Recently, an international team of researchers claimed that it had discovered particles called Majorana fermions in a topological superconductor. The international press went gaga but, unfortunately, there wasn’t much discussion on whether what had been found was a particle or a quasiparticle. Many news outlets assumed that they were one and the same – but they’re really not. One physicist even thinks that the quasiparticle that was found in the superconductor could’ve been of synthetic origin, not natural. I asked condensed-matter physicist Vijay Shenoy, whose lab at IISc has been doing some great work on topological materials, about this. His replies are presented in full below.
Can all quasiparticles be treated as particles?
VS: The idea of a ‘quasiparticle’ is a very subtle one. At the risk of being technical, let me try this:
An excitation is called a particle if, for a given momentum of the excitation, there is a well-defined energy. Quite remarkably, this definition of a particle embodies what we conventionally think of as a particle: small hard things that move about.
Now, to an example. Consider a system made of atoms at a very low density. It will be in a gaseous state. Due to their kinetic energy, the atoms will be freely moving about. Such a system has particle-like excitations. These particle-like excitations correspond to the behaviour of individual atoms.
Now consider the system at a higher density. The atoms will be strongly interacting with each other and, therefore, make up a solid. You will never “see” these atoms as low-energy excitations. There will now be new type of excitations that are made of the collective motion of atoms and which will be particle-like (since there is a well-defined energy for a given momentum). These particle-like excitations are called phonons. Note that the phonon excitation is very different from the atom that makes up the solid. For example, phonons carry sound within a solid – but when the sound propagates, you don’t have atoms being carried from place to place!

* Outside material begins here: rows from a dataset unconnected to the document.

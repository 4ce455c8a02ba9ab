//! Synchronous dispatch and the executor facade.

use crate::config::ExecutorConfig;
use crate::pool::ShardPool;
use sc_02_transaction::{TrxContext, TrxContextBuilder, TrxKind};
use shared_types::{short_hex, Address, AppResult, ExecMode, Hash};
use tracing::{debug, error, trace};

/// Result of one applied (or checked) transaction.
#[derive(Clone, Debug, PartialEq, Eq)]
pub struct TrxReceipt {
    pub tx_hash: Hash,
    pub kind: TrxKind,
    pub from: Address,
    pub to: Address,
    pub height: u64,
    pub gas_wanted: u64,
    pub gas_used: u64,
    pub mode: ExecMode,
}

impl TrxReceipt {
    fn from_context(ctx: &TrxContext) -> Self {
        Self {
            tx_hash: ctx.tx_hash,
            kind: ctx.kind(),
            from: ctx.trx.from,
            to: ctx.trx.to,
            height: ctx.height,
            gas_wanted: ctx.trx.gas,
            gas_used: ctx.gas_used,
            mode: ctx.mode,
        }
    }
}

pub type TrxOutcome = AppResult<TrxReceipt>;

/// Per-transaction completion callback of the sharded path.
pub type Completion = Box<dyn FnOnce(TrxOutcome) + Send + 'static>;

/// Validate then execute `ctx` against gov, account and stake, in that order.
pub fn dispatch(ctx: &mut TrxContext) -> AppResult<()> {
    validate_all(ctx)?;
    execute_all(ctx)
}

/// Run every handler's validation. Writes nothing.
pub fn validate_all(ctx: &mut TrxContext) -> AppResult<()> {
    for (name, handler) in &ctx.handlers.ordered() {
        match handler.validate_trx(ctx) {
            Err(e) if e.is_unknown_trx_type() => {
                trace!("[sc-06] {} skips {} validation", name, ctx.kind().as_str());
            }
            other => other?,
        }
    }
    Ok(())
}

/// Run every handler's execution. A failing handler reverts the ones that
/// already applied, newest first, so a failed transaction leaves no writes.
pub fn execute_all(ctx: &mut TrxContext) -> AppResult<()> {
    let handlers = ctx.handlers.ordered();
    let mut applied = Vec::with_capacity(handlers.len());

    for (name, handler) in &handlers {
        match handler.execute_trx(ctx) {
            Ok(()) => applied.push((*name, handler)),
            Err(e) if e.is_unknown_trx_type() => {
                trace!("[sc-06] {} skips {} execution", name, ctx.kind().as_str());
            }
            Err(e) => {
                for (done, handler) in applied.iter().rev() {
                    if let Err(revert) = handler.revert_trx(ctx) {
                        error!(
                            "[sc-06] {} failed to revert {} {}: {}",
                            done,
                            ctx.kind().as_str(),
                            short_hex(&ctx.tx_hash),
                            revert
                        );
                    }
                }
                debug!(
                    "[sc-06] {} failed {} {}, reverted {} handler(s)",
                    name,
                    ctx.kind().as_str(),
                    short_hex(&ctx.tx_hash),
                    applied.len()
                );
                return Err(e);
            }
        }
    }
    Ok(())
}

/// Builds contexts and runs them, either inline or through the shard pool.
pub struct TrxExecutor {
    builder: TrxContextBuilder,
    pool: ShardPool,
    config: ExecutorConfig,
}

impl TrxExecutor {
    /// Create the executor and start its shard workers.
    pub fn new(builder: TrxContextBuilder, config: ExecutorConfig) -> AppResult<Self> {
        let pool = ShardPool::start(builder.clone(), &config)?;
        Ok(Self {
            builder,
            pool,
            config,
        })
    }

    pub fn config(&self) -> &ExecutorConfig {
        &self.config
    }

    /// Build and run one transaction on the caller's thread.
    pub fn execute_sync(&self, raw: &[u8], height: u64, mode: ExecMode) -> TrxOutcome {
        run(&self.builder, raw, height, mode)
    }

    /// Queue a transaction for in-block execution. `on_done` is called
    /// exactly once with the outcome.
    pub async fn submit(&self, raw: Vec<u8>, height: u64, on_done: Completion) {
        self.pool.submit(raw, height, on_done).await;
    }

    /// Wait until every submitted transaction has completed.
    pub async fn flush(&self) {
        self.pool.flush().await;
    }

    /// Close the shard queues and wait for the workers to drain them.
    pub async fn shutdown(&self) {
        self.pool.shutdown().await;
    }
}

pub(crate) fn run(builder: &TrxContextBuilder, raw: &[u8], height: u64, mode: ExecMode) -> TrxOutcome {
    let mut ctx = builder.build(raw, height, mode)?;
    match dispatch(&mut ctx) {
        Ok(()) => {
            debug!(
                "[sc-06] {} {} from {} applied at {} ({})",
                ctx.kind().as_str(),
                short_hex(&ctx.tx_hash),
                short_hex(&ctx.trx.from),
                height,
                mode.label()
            );
            Ok(TrxReceipt::from_context(&ctx))
        }
        Err(e) => {
            debug!(
                "[sc-06] {} {} rejected ({}): {}",
                ctx.kind().as_str(),
                short_hex(&ctx.tx_hash),
                mode.label(),
                e
            );
            Err(e)
        }
    }
}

A ‘quasiparticle’ excitation is one that is very nearly a particle-like excitation: for the given momentum, it is a small spread of energy about some average value. The manifestation is such that, for practical purposes, if you watch this excitation over longer durations, it will behave like a particle in an experiment…

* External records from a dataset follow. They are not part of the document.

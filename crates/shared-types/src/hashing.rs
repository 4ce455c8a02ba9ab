//! Hash helpers shared across the workspace.
//!
//! - keccak256: signing payloads, addresses, ledger state hashes
//! - sha256: transaction hashes over raw wire bytes
//! - combine_hashes: app hash composition

use crate::entities::Hash;
use sha2::Sha256;
use sha3::{Digest, Keccak256};

/// Keccak256 of `data`.
pub fn keccak256(data: &[u8]) -> Hash {
    let mut hasher = Keccak256::new();
    hasher.update(data);
    let result = hasher.finalize();
    let mut hash = [0u8; 32];
    hash.copy_from_slice(&result);
    hash
}

/// SHA-256 of `data`.
pub fn sha256(data: &[u8]) -> Hash {
    let mut hasher = Sha256::new();
    hasher.update(data);
    let result = hasher.finalize();
    let mut hash = [0u8; 32];
    hash.copy_from_slice(&result);
    hash
}

/// Concatenate-then-hash. The order of `parts` is part of the protocol.
pub fn combine_hashes(parts: &[Hash]) -> Hash {
    let mut hasher = Keccak256::new();
    for part in parts {
        hasher.update(part);
    }
    let result = hasher.finalize();
    let mut hash = [0u8; 32];
    hash.copy_from_slice(&result);
    hash
}
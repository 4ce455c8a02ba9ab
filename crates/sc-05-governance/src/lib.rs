//! # sc-05-governance
//!
//! The governance controller: on-chain protocol parameters and the proposal
//! state machine.
//!
//! ## Proposal Rules
//!
//! | Rule | Error |
//! |------|-------|
//! | Proposer must hold validator power | `NotValidator` |
//! | Start height after current height, period within bounds | `InvalidPayload` |
//! | Height arithmetic must not overflow | `Overflow` |
//! | Proposal hash unique across both partitions | `DuplicateKey` |
//! | Voter in the snapshotted voter set | `NoRight` |
//! | Vote height in `[start, end)` | `NotVotingPeriod` |
//! | Choice indexes an option | `InvalidChoice` |
//! | Referenced proposal exists | `NotFound` |
//!
//! Majority threshold: `ceil(2 * total_voting_power / 3)`.

pub mod controller;
pub mod domain;
pub mod handler;

pub use controller::{GovBlockEvents, GovernanceController, ImmutableGovController};
pub use domain::{majority_threshold, GovProposal, ProposalState, VoteOption, Voter};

Other examples: neutrons and protons are particle-like excitations of the quark-gluon system!
If I find a quasiparticle with certain unique properties, can I also be sure that I will also be able to find a particle with the same properties?
VS: I assume by “find a particle” you mean like a ‘fundamental particle’. I know examples where this is (as far as we know) not true. For example, the 1/3-filled Landau level has Laughlin quasiparticles that have a charge 1/3rd that of an electron! Other filling factors will have excitations with other fractional charges. We do not know any fundamental particle that could have these properties.
Actually, the idea of a ‘fundamental particle’ is itself not a very useful concept in physics. Something may look fundamental to us at scales of energies that are accessible to us – but if we probe at higher energy scales, we may see that it is also made up of other even more fundamental things (neutrons/protons are really quarks held together by gluons). We will then say that the original ‘fundamental particle’ is a quasiparticle excitation of the system of ‘even more fundamental things’! You could actually ask where this will end, at what energy scales… We really do not know the answer to this question. This is why the concept of a ‘fundamental particle’ is not a very useful concept in physics.